Instructions for the task:
Take each line in the entries below that holds "sets" and show it.

Top of Provided records

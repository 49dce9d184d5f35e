//! Bounded history of odometry states.
//!
//! Each entry pairs the raw odometer pose with the pose of the filter
//! state at the same instant. The newest entry defines the current
//! correspondence between the odometer frame and the map frame; older
//! entries age out of a fixed-capacity ring.

use std::collections::VecDeque;

use super::rigid::Rigid3;

/// One (time, odometer pose, state pose) correspondence.
#[derive(Clone, Debug)]
pub struct OdometryState {
    /// Timestamp in microseconds.
    pub timestamp_us: u64,
    /// Pose reported by the wheel odometer (orientation already replaced
    /// by the gravity-aligned estimate upstream).
    pub odometer_pose: Rigid3,
    /// Pose of the trajectory state at the same time.
    pub state_pose: Rigid3,
}

/// Fixed-capacity ring buffer of odometry states.
#[derive(Clone, Debug)]
pub struct OdometryStateTracker {
    states: VecDeque<OdometryState>,
    capacity: usize,
}

impl OdometryStateTracker {
    /// Create a tracker holding at most `capacity` states.
    pub fn new(capacity: usize) -> Self {
        Self {
            states: VecDeque::with_capacity(capacity),
            capacity,
        }
    }

    /// Append a state, evicting the oldest when at capacity.
    pub fn add_state(&mut self, state: OdometryState) {
        if self.states.len() == self.capacity {
            self.states.pop_front();
        }
        self.states.push_back(state);
    }

    /// The most recent state.
    ///
    /// # Panics
    ///
    /// Panics when the tracker is empty; check [`is_empty`](Self::is_empty)
    /// first.
    pub fn newest(&self) -> &OdometryState {
        self.states
            .back()
            .expect("odometry state tracker queried while empty")
    }

    /// True when no state has been recorded yet.
    #[inline]
    pub fn is_empty(&self) -> bool {
        self.states.is_empty()
    }

    /// Number of stored states.
    #[inline]
    pub fn len(&self) -> usize {
        self.states.len()
    }
}
//! Range-finder measurement sets.
//!
//! A [`RangeData`] bundles one sweep of the range finder: the sensor
//! origin, the surface hits (`returns`), and free-space endpoints
//! synthesized from out-of-range rays (`misses`). Origin and all points
//! always share a single frame; transforming the set transforms all
//! three together.

use nalgebra::Point3;

use super::rigid::Rigid3;

/// An origin plus return and miss point sets, all in one frame.
#[derive(Clone, Debug, Default)]
pub struct RangeData {
    /// Sensor origin at measurement time.
    pub origin: Point3<f32>,
    /// Observed surface hits.
    pub returns: Vec<Point3<f32>>,
    /// Free-space endpoints from rays that saw nothing in range.
    pub misses: Vec<Point3<f32>>,
}

impl RangeData {
    /// Create a range data set with the given origin and returns.
    pub fn new(origin: Point3<f32>, returns: Vec<Point3<f32>>) -> Self {
        Self {
            origin,
            returns,
            misses: Vec::new(),
        }
    }

    /// An empty set with the origin at zero.
    pub fn empty() -> Self {
        Self {
            origin: Point3::origin(),
            returns: Vec::new(),
            misses: Vec::new(),
        }
    }

    /// Total number of points (returns + misses).
    #[inline]
    pub fn len(&self) -> usize {
        self.returns.len() + self.misses.len()
    }

    /// True when there are neither returns nor misses.
    #[inline]
    pub fn is_empty(&self) -> bool {
        self.returns.is_empty() && self.misses.is_empty()
    }

    /// Transform origin and both point sets into another frame.
    pub fn transform(&self, transform: &Rigid3) -> RangeData {
        RangeData {
            origin: transform.transform_point(&self.origin),
            returns: self
                .returns
                .iter()
                .map(|p| transform.transform_point(p))
                .collect(),
            misses: self
                .misses
                .iter()
                .map(|p| transform.transform_point(p))
                .collect(),
        }
    }

    /// Keep only points whose z lies inside `[min_z, max_z]`.
    ///
    /// The origin is kept regardless of its z.
    pub fn crop_z(&self, min_z: f32, max_z: f32) -> RangeData {
        let in_band = |p: &&Point3<f32>| p.z >= min_z && p.z <= max_z;
        RangeData {
            origin: self.origin,
            returns: self.returns.iter().filter(in_band).copied().collect(),
            misses: self.misses.iter().filter(in_band).copied().collect(),
        }
    }
}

Bottom of Provided records

Answer to this problem:
//! Range-finder measurement sets.
/// An origin plus return and miss point sets, all in one frame.
    /// Transform origin and both point sets into another frame.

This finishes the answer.